Each line in the entries below that holds the word "Deserialize" belongs in the answer.

Records excerpted from a collection:

+ + + +

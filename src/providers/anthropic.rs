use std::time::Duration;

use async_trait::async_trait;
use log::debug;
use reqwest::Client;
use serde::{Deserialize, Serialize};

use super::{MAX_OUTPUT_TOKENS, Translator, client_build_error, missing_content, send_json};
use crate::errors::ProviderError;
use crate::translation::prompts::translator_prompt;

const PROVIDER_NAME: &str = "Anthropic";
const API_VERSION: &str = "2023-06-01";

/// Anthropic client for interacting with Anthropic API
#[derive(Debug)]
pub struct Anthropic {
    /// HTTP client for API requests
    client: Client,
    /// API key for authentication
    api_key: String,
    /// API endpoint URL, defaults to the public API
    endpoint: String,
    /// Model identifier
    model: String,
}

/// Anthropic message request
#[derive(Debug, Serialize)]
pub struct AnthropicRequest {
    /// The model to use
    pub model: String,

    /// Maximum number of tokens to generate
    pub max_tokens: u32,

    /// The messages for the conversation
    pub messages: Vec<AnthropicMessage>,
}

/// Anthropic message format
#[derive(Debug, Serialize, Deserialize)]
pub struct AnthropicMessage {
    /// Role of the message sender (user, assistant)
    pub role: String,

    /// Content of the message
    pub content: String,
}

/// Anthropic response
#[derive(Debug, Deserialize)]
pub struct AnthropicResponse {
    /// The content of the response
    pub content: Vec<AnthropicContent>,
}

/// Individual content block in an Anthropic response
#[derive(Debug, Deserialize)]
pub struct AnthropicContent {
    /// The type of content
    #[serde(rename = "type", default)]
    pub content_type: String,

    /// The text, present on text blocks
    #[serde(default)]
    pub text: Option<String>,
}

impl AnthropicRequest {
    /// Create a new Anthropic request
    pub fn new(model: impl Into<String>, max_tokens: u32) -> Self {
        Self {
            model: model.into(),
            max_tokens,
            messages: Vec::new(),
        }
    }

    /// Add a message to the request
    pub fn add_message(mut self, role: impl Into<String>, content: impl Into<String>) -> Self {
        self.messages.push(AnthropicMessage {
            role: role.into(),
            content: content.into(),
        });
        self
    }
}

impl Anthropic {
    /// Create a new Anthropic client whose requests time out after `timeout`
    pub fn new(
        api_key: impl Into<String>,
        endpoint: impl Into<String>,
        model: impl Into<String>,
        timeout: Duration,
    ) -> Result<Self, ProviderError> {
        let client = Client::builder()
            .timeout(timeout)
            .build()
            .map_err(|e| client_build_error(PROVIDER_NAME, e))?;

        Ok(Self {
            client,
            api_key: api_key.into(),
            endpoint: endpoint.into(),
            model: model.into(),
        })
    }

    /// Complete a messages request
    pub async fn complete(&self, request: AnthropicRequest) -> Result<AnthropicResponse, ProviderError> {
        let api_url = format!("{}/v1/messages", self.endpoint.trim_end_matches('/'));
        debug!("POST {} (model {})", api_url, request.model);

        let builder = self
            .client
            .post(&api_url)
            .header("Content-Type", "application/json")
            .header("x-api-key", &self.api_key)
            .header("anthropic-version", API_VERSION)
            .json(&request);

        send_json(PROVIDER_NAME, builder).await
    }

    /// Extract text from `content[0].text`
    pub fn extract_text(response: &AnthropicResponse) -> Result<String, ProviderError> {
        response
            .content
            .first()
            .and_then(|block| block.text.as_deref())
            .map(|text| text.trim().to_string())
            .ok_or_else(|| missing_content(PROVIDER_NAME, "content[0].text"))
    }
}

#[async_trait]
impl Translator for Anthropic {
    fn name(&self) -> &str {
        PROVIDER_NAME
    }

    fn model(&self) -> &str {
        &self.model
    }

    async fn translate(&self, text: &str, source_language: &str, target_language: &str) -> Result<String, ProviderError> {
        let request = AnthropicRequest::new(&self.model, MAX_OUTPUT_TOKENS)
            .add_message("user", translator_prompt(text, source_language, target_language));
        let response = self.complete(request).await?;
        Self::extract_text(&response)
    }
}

+ + + +

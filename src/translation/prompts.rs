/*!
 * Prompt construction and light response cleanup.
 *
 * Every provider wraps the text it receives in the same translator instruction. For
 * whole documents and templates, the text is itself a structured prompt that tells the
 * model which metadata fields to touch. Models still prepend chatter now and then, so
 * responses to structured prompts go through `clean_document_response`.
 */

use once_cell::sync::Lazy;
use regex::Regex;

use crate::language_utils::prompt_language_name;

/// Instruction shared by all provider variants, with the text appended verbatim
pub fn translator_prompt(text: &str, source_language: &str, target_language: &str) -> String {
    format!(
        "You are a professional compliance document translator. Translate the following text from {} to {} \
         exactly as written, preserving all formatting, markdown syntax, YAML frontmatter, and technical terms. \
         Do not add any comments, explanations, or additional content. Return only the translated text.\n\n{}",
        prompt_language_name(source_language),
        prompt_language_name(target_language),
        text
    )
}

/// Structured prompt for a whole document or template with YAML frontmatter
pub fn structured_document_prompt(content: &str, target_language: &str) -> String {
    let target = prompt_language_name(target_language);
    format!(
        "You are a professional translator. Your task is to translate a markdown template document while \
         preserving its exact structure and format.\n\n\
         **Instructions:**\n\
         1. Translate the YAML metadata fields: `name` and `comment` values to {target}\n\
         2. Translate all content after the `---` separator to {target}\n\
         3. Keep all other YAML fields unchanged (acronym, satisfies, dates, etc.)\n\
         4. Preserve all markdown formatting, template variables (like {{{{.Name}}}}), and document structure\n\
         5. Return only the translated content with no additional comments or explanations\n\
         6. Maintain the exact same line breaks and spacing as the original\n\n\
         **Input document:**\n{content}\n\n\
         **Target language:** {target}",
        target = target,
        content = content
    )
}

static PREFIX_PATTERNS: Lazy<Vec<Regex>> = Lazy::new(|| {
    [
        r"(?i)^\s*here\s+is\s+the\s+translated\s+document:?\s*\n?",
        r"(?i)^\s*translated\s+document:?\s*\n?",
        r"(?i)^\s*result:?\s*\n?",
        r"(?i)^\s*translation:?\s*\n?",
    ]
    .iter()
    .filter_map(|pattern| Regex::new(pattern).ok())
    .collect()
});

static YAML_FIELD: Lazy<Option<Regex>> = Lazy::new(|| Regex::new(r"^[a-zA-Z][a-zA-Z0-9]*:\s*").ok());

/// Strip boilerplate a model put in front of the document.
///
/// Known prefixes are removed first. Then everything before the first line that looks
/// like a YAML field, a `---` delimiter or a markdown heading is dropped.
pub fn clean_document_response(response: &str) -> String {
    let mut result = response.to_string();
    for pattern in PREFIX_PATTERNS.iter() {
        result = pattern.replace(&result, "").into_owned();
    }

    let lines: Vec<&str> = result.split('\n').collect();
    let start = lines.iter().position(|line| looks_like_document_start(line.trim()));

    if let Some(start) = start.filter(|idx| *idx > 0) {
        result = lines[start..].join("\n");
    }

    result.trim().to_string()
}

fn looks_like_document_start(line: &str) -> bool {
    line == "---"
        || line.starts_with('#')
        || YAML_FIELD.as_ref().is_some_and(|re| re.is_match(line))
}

+ + + +

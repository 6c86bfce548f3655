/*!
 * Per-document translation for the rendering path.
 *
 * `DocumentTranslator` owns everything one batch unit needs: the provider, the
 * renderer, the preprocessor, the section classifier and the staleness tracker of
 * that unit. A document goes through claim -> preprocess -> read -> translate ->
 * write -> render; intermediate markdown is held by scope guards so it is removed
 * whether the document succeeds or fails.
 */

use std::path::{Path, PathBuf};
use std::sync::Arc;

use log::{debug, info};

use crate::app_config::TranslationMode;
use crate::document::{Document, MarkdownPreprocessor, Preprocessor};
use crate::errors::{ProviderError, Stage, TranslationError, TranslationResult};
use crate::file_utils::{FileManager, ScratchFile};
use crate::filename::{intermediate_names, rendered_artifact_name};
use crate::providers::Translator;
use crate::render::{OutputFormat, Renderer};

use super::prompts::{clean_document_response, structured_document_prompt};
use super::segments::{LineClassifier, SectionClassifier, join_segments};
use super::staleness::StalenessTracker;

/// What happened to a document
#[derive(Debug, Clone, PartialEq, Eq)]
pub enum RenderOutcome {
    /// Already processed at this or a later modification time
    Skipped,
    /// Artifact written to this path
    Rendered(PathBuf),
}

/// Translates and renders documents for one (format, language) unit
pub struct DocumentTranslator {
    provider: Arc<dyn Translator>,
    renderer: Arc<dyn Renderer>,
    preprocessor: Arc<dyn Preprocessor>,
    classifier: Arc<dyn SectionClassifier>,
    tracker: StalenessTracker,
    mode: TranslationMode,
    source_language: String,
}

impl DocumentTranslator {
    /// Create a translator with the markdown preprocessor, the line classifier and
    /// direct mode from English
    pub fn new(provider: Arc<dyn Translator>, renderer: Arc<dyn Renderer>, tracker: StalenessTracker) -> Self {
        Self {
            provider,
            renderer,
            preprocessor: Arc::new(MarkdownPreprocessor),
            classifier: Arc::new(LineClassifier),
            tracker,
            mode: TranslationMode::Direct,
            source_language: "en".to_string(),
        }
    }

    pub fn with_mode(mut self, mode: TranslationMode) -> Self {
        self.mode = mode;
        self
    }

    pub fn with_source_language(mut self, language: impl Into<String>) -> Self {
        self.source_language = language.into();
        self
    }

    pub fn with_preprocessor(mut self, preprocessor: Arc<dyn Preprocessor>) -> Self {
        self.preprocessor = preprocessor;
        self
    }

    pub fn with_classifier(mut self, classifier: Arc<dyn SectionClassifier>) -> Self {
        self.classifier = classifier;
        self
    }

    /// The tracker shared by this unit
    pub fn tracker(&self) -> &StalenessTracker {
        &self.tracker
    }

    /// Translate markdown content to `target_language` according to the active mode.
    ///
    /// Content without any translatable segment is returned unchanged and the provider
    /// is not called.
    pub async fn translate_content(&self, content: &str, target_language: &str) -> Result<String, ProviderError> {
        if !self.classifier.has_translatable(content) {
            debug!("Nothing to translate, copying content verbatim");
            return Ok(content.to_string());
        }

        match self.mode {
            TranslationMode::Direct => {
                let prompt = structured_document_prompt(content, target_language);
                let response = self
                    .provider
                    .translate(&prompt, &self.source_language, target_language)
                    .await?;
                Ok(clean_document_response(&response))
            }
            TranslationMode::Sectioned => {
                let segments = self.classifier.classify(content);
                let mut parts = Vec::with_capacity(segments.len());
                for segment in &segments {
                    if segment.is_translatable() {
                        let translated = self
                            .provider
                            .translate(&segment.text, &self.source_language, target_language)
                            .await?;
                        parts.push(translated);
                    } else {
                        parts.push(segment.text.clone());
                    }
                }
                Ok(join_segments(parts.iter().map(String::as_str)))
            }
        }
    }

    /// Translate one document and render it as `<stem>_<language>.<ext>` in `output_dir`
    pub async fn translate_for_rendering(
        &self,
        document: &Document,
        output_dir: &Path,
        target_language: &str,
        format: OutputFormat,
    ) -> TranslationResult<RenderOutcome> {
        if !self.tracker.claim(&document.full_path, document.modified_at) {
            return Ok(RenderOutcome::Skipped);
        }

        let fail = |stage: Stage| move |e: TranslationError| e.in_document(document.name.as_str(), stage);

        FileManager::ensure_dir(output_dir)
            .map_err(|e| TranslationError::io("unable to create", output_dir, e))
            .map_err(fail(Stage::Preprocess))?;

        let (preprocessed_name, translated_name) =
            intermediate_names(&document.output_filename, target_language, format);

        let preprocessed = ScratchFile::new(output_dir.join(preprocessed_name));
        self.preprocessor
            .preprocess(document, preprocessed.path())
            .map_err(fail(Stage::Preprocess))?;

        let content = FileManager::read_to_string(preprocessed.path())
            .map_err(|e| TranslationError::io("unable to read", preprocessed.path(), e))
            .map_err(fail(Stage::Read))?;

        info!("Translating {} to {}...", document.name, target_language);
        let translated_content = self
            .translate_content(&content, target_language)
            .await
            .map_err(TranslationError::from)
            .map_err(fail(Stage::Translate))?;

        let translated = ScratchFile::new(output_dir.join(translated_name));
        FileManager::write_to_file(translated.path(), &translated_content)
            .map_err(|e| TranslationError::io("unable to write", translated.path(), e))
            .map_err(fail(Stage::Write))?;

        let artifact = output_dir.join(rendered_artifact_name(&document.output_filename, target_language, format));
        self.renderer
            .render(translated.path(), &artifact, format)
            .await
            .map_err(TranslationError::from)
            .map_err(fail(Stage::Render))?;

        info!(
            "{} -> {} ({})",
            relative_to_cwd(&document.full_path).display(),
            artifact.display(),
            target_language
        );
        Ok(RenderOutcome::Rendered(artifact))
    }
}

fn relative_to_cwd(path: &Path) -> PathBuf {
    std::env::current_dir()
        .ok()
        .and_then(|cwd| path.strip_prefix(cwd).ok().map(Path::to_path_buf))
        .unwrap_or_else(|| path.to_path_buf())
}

+ + + +

EXERCISE SOLUTION
use serde::{Deserialize, Serialize};
#[derive(Debug, Serialize, Deserialize)]
#[derive(Debug, Deserialize)]
#[derive(Debug, Deserialize)]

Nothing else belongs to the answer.